What do Katrina victims waiting for federal disaster relief, millionaire rappers buying vintage champagne, Ivy League professors waiting for taxis, and ghetto hustlers trying to find steady work have in common? All have claimed to be victims of racism. These days almost no one openly expresses racist beliefs or defends bigoted motives. So lots of people are victims of bigotry, but no one's a bigot? What gives? Either a lot of people are lying about their true beliefs and motivations, or a lot of people are jumping to unwarranted conclusions—or just playing the race card.

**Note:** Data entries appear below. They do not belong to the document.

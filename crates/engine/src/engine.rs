//! The access engine facade
//!
//! Every public operation takes the engine's single lock for its whole
//! duration, so point awards, completion stamps, and the entitlement
//! transition run as one single-writer transaction per call. Concurrent
//! devices reporting the same lesson are serialized here; the ledger's
//! high-water rule makes their interleaving commutative.

use crate::error::{EngineError, EngineResult};
use acadia_access::{evaluate, AccessDecision, AccessRequest};
use acadia_achievements::{
    Achievement, AchievementContext, AchievementEvaluator, AchievementLog, RuleConfig,
};
use acadia_entitlement::{
    Entitlement, EntitlementResolver, EntitlementSource, EntitlementStatus, EntitlementStore,
};
use acadia_outline::{CourseOutline, OutlineStore};
use acadia_progress::{ProgressLedger, ProgressSignal, ProgressSnapshot};
use chrono::{DateTime, Utc};
use std::collections::HashSet;
use std::path::Path;
use std::sync::{Mutex, MutexGuard};

/// Result of one recorded progress event
#[derive(Debug, Clone)]
pub struct ProgressReport {
    pub snapshot: ProgressSnapshot,
    /// Badges earned by this event, for caller-side notification
    pub new_achievements: Vec<Achievement>,
}

struct EngineState {
    outlines: OutlineStore,
    entitlements: EntitlementStore,
    progress: ProgressLedger,
    achievements: AchievementLog,
}

/// The curriculum access & progress engine.
pub struct AccessEngine {
    state: Mutex<EngineState>,
    evaluator: AchievementEvaluator,
}

impl AccessEngine {
    /// Open an engine with journals under `data_dir`, replaying state and
    /// reconciling any interrupted course-completion transition.
    pub fn open(data_dir: impl AsRef<Path>) -> EngineResult<Self> {
        Self::open_with_rules(data_dir, RuleConfig::default())
    }

    /// `open` with custom achievement rule thresholds
    pub fn open_with_rules(
        data_dir: impl AsRef<Path>,
        rules: RuleConfig,
    ) -> EngineResult<Self> {
        let dir = data_dir.as_ref();
        let mut state = EngineState {
            outlines: OutlineStore::new(),
            entitlements: EntitlementStore::open(dir.join("entitlements.jsonl"))?,
            progress: ProgressLedger::open(dir.join("progress.jsonl"))?,
            achievements: AchievementLog::open(dir.join("achievements.jsonl"))?,
        };
        Self::reconcile(&mut state)?;

        Ok(Self {
            state: Mutex::new(state),
            evaluator: AchievementEvaluator::new(rules),
        })
    }

    /// Create an engine with no persistence (for testing)
    pub fn in_memory() -> Self {
        Self::in_memory_with_rules(RuleConfig::default())
    }

    /// `in_memory` with custom achievement rule thresholds
    pub fn in_memory_with_rules(rules: RuleConfig) -> Self {
        Self {
            state: Mutex::new(EngineState {
                outlines: OutlineStore::new(),
                entitlements: EntitlementStore::in_memory(),
                progress: ProgressLedger::in_memory(),
                achievements: AchievementLog::in_memory(),
            }),
            evaluator: AchievementEvaluator::new(rules),
        }
    }

    /// Complete any entitlement left ACTIVE for a course the progress
    /// journal already shows fully complete (a crash between the two
    /// journal appends).
    fn reconcile(state: &mut EngineState) -> EngineResult<()> {
        let stamped: Vec<(String, String, DateTime<Utc>)> = state
            .progress
            .all_course_completions()
            .map(|(user, course, at)| (user.to_string(), course.to_string(), at))
            .collect();

        for (user_id, course_id, completed_at) in stamped {
            let is_active = state
                .entitlements
                .get(&user_id, &course_id)
                .map(|ent| ent.status == EntitlementStatus::Active)
                .unwrap_or(false);
            if is_active {
                tracing::warn!(
                    user_id,
                    course_id,
                    "completed course left with an active entitlement; reconciling"
                );
                state
                    .entitlements
                    .mark_completed(&user_id, &course_id, completed_at)?;
            }
        }
        Ok(())
    }

    fn lock(&self) -> MutexGuard<'_, EngineState> {
        // A poisoned lock means a panic mid-operation; the journals are the
        // source of truth, so continuing with the in-memory state is safe.
        self.state.lock().unwrap_or_else(|e| e.into_inner())
    }

    // === Authoring / enrollment boundary ===

    /// Register (or replace) a course outline. Validates before accepting.
    pub fn register_course(&self, outline: CourseOutline) -> EngineResult<()> {
        let mut state = self.lock();
        state.outlines.insert(outline)?;
        Ok(())
    }

    /// Grant an entitlement, superseding any live prior one
    pub fn grant_entitlement(
        &self,
        user_id: &str,
        course_id: &str,
        source: EntitlementSource,
        now: DateTime<Utc>,
    ) -> EngineResult<Entitlement> {
        let mut state = self.lock();
        Ok(state.entitlements.grant(user_id, course_id, source, now)?)
    }

    /// Pause a live entitlement
    pub fn pause_entitlement(
        &self,
        user_id: &str,
        course_id: &str,
        now: DateTime<Utc>,
    ) -> EngineResult<Entitlement> {
        let mut state = self.lock();
        Ok(state.entitlements.pause(user_id, course_id, now)?)
    }

    /// Resume a paused entitlement
    pub fn resume_entitlement(
        &self,
        user_id: &str,
        course_id: &str,
        now: DateTime<Utc>,
    ) -> EngineResult<Entitlement> {
        let mut state = self.lock();
        Ok(state.entitlements.resume(user_id, course_id, now)?)
    }

    /// Revoke an entitlement (refund, admin action)
    pub fn revoke_entitlement(
        &self,
        user_id: &str,
        course_id: &str,
        reason: Option<&str>,
        now: DateTime<Utc>,
    ) -> EngineResult<Entitlement> {
        let mut state = self.lock();
        Ok(state.entitlements.revoke(user_id, course_id, reason, now)?)
    }

    // === Exposed interface ===

    /// Decide whether a lesson is currently accessible to a user.
    ///
    /// Never errors: an unknown lesson or dangling module reference fails
    /// closed to `LockedNotEntitled`.
    pub fn can_access(&self, user_id: &str, lesson_id: &str, now: DateTime<Utc>) -> AccessDecision {
        let state = self.lock();
        Self::decide(&state, user_id, lesson_id, now)
    }

    fn decide(
        state: &EngineState,
        user_id: &str,
        lesson_id: &str,
        now: DateTime<Utc>,
    ) -> AccessDecision {
        let Some(ctx) = state.outlines.lesson_context(lesson_id) else {
            tracing::debug!(user_id, lesson_id, "lesson not found; failing closed");
            return AccessDecision::LockedNotEntitled;
        };

        let entitlement =
            EntitlementResolver::new(&state.entitlements).resolve(user_id, &ctx.course.id);

        let completed = if ctx.course.sequential {
            state.progress.completed_lessons(user_id, ctx.course)
        } else {
            HashSet::new()
        };

        evaluate(
            &AccessRequest {
                course: ctx.course,
                module: ctx.module,
                lesson: ctx.lesson,
                entitlement,
                completed: &completed,
            },
            now,
        )
    }

    /// Record a watch-position report for a lesson.
    ///
    /// Fails with `AccessDenied` (and touches nothing) unless the lesson is
    /// currently unlocked for the user.
    pub fn record_progress(
        &self,
        user_id: &str,
        lesson_id: &str,
        watched_seconds: u32,
        now: DateTime<Utc>,
    ) -> EngineResult<ProgressReport> {
        self.record(user_id, lesson_id, ProgressSignal::Watched(watched_seconds), now)
    }

    /// Record an explicit "mark complete" action for a lesson
    pub fn record_completion(
        &self,
        user_id: &str,
        lesson_id: &str,
        now: DateTime<Utc>,
    ) -> EngineResult<ProgressReport> {
        self.record(user_id, lesson_id, ProgressSignal::Complete, now)
    }

    fn record(
        &self,
        user_id: &str,
        lesson_id: &str,
        signal: ProgressSignal,
        now: DateTime<Utc>,
    ) -> EngineResult<ProgressReport> {
        let mut guard = self.lock();
        let state = &mut *guard;

        let decision = Self::decide(state, user_id, lesson_id, now);
        if !decision.is_unlocked() {
            return Err(EngineError::AccessDenied { decision });
        }

        let ctx = state
            .outlines
            .lesson_context(lesson_id)
            .ok_or_else(|| EngineError::UnknownLesson(lesson_id.to_string()))?;

        let outcome = state.progress.record(user_id, ctx, signal, now)?;

        // Full completion flips the entitlement in the same locked
        // operation; a preview-only learner has none to flip.
        if outcome.course_just_completed {
            match state.entitlements.mark_completed(user_id, &ctx.course.id, now) {
                Ok(_) => {}
                Err(acadia_entitlement::EntitlementError::NotFound { .. }) => {}
                Err(e) => return Err(e.into()),
            }
        }

        let completed = state.progress.completed_lessons(user_id, ctx.course);
        let days = state.progress.completion_days(user_id);
        let codes = self.evaluator.on_progress(&AchievementContext {
            course: ctx.course,
            snapshot: &outcome.snapshot,
            completed_lessons: &completed,
            completion_days: &days,
        });
        let new_achievements = state.achievements.award_all(user_id, codes, now)?;

        Ok(ProgressReport {
            snapshot: outcome.snapshot,
            new_achievements,
        })
    }

    /// Current progress snapshot for a user on a course
    pub fn snapshot(&self, user_id: &str, course_id: &str) -> EngineResult<ProgressSnapshot> {
        let state = self.lock();
        let course = state
            .outlines
            .course(course_id)
            .ok_or_else(|| EngineError::UnknownCourse(course_id.to_string()))?;
        Ok(state.progress.snapshot(user_id, course))
    }

    /// All achievements a user has earned, in earn order
    pub fn achievements(&self, user_id: &str) -> Vec<Achievement> {
        let state = self.lock();
        state.achievements.list(user_id)
    }

    /// The live entitlement for a pair, if any
    pub fn entitlement(&self, user_id: &str, course_id: &str) -> Option<Entitlement> {
        let state = self.lock();
        state.entitlements.get(user_id, course_id).cloned()
    }
}

#[cfg(test)]
mod tests {
    use super::*;
    use acadia_outline::{Lesson, Module};

    fn now() -> DateTime<Utc> {
        Utc::now()
    }

    fn one_lesson_course() -> CourseOutline {
        CourseOutline::new(
            "c1",
            vec![Module::new(
                "m1",
                0,
                vec![Lesson::new("l1", "m1", 0).with_points(10).with_threshold_secs(30)],
            )],
        )
    }

    #[test]
    fn test_unknown_lesson_fails_closed() {
        let engine = AccessEngine::in_memory();
        assert_eq!(
            engine.can_access("alice", "ghost", now()),
            AccessDecision::LockedNotEntitled
        );
    }

    #[test]
    fn test_record_against_locked_lesson_denied() {
        let engine = AccessEngine::in_memory();
        engine.register_course(one_lesson_course()).unwrap();

        let err = engine
            .record_progress("alice", "l1", 30, now())
            .unwrap_err();
        assert!(matches!(
            err.denied_decision(),
            Some(AccessDecision::LockedNotEntitled)
        ));
        // Nothing was recorded
        let snap = engine.snapshot("alice", "c1").unwrap();
        assert_eq!(snap.completed_lesson_count, 0);
    }

    #[test]
    fn test_record_flows_through_to_snapshot() {
        let engine = AccessEngine::in_memory();
        engine.register_course(one_lesson_course()).unwrap();
        engine
            .grant_entitlement("alice", "c1", EntitlementSource::Paid, now())
            .unwrap();

        let report = engine.record_progress("alice", "l1", 45, now()).unwrap();
        assert_eq!(report.snapshot.completed_lesson_count, 1);
        assert!(report.snapshot.is_course_complete());
        assert_eq!(
            engine.entitlement("alice", "c1").unwrap().status,
            EntitlementStatus::Completed
        );
    }

    #[test]
    fn test_snapshot_unknown_course_errors() {
        let engine = AccessEngine::in_memory();
        assert!(matches!(
            engine.snapshot("alice", "nope"),
            Err(EngineError::UnknownCourse(_))
        ));
    }
}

As the label of "prejudice" is applied to more and more situations, it loses a clear and agreed-upon meaning. This makes it easy for self-serving individuals and political hacks to use accusations of racism, sexism, homophobia, and other types of "bias" to advance their own ends. Richard Thompson Ford, a Stanford Law School professor, brings sophisticated legal analysis, lively and eye-popping anecdotes, and plain old common sense to this heated topic. He offers ways to separate valid claims from bellyaching. Daring, entertaining, and incisive, The Race Card is a call for us to treat racism as a social problem that must be objectively understood and honestly evaluated.

About the Author, Ford

Richard Thompson Ford is the George E. Osborne Professor of Law at Stanford Law School. He has published regularly on the topics of civil rights, constitutional law, race relations, and antidiscrimination law. He is the author of Racial Culture: A Critique.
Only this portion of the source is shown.